═════ Extracted records ═════
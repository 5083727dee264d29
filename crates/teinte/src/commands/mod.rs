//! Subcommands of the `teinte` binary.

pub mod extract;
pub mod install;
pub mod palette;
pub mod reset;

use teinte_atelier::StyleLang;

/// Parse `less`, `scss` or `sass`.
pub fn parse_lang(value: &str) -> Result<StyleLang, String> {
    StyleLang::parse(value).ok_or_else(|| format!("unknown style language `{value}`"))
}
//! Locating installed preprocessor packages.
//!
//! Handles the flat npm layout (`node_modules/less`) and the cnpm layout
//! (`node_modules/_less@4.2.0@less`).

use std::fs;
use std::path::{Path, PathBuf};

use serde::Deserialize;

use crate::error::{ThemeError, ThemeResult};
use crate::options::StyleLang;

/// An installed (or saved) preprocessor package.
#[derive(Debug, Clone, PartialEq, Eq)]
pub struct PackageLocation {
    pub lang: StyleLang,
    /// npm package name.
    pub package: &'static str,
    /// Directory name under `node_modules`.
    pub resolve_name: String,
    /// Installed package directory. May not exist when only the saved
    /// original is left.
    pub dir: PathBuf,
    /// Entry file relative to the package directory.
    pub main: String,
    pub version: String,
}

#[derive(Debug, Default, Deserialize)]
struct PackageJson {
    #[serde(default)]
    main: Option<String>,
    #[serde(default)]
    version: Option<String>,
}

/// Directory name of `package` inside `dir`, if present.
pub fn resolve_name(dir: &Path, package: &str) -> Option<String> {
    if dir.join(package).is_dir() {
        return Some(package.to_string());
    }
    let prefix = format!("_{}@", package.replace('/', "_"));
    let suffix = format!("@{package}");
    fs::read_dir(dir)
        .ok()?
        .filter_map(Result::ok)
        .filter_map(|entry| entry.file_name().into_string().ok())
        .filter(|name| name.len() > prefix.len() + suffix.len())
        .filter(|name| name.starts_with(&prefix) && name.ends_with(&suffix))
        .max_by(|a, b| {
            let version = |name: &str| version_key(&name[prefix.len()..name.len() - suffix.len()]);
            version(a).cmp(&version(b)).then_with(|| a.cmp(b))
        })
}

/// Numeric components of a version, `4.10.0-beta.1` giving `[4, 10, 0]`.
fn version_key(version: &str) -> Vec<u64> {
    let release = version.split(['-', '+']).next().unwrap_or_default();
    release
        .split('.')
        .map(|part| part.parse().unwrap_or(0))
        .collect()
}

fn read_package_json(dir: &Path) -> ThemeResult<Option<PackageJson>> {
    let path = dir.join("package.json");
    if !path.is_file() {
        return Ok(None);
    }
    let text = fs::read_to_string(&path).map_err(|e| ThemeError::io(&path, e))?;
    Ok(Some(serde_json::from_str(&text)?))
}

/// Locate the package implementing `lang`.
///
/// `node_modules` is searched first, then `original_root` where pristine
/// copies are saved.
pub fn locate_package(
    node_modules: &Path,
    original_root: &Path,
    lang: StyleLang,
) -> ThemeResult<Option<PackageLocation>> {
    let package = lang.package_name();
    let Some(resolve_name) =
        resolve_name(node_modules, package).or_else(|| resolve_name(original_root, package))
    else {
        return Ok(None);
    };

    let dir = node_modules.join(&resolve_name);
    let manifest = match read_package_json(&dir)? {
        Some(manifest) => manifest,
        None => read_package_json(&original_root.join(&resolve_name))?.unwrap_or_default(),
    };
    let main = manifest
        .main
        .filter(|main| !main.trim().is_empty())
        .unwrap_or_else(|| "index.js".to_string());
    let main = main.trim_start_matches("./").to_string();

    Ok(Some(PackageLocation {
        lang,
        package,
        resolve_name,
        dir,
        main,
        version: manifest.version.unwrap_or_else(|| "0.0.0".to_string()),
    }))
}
═════
# Exercise requirements:
Your task is to write out, exactly, the line that holds "release = version.split(['-', '+']).next().unwrap_or_default();" and every line after it until the records end.

# Written answer:
    let release = version.split(['-', '+']).next().unwrap_or_default();
    release
        .split('.')
        .map(|part| part.parse().unwrap_or(0))
        .collect()
}

fn read_package_json(dir: &Path) -> ThemeResult<Option<PackageJson>> {
    let path = dir.join("package.json");
    if !path.is_file() {
        return Ok(None);
    }
    let text = fs::read_to_string(&path).map_err(|e| ThemeError::io(&path, e))?;
    Ok(Some(serde_json::from_str(&text)?))
}

/// Locate the package implementing `lang`.
///
/// `node_modules` is searched first, then `original_root` where pristine
/// copies are saved.
pub fn locate_package(
    node_modules: &Path,
    original_root: &Path,
    lang: StyleLang,
) -> ThemeResult<Option<PackageLocation>> {
    let package = lang.package_name();
    let Some(resolve_name) =
        resolve_name(node_modules, package).or_else(|| resolve_name(original_root, package))
    else {
        return Ok(None);
    };

    let dir = node_modules.join(&resolve_name);
    let manifest = match read_package_json(&dir)? {
        Some(manifest) => manifest,
        None => read_package_json(&original_root.join(&resolve_name))?.unwrap_or_default(),
    };
    let main = manifest
        .main
        .filter(|main| !main.trim().is_empty())
        .unwrap_or_else(|| "index.js".to_string());
    let main = main.trim_start_matches("./").to_string();

    Ok(Some(PackageLocation {
        lang,
        package,
        resolve_name,
        dir,
        main,
        version: manifest.version.unwrap_or_else(|| "0.0.0".to_string()),
    }))
}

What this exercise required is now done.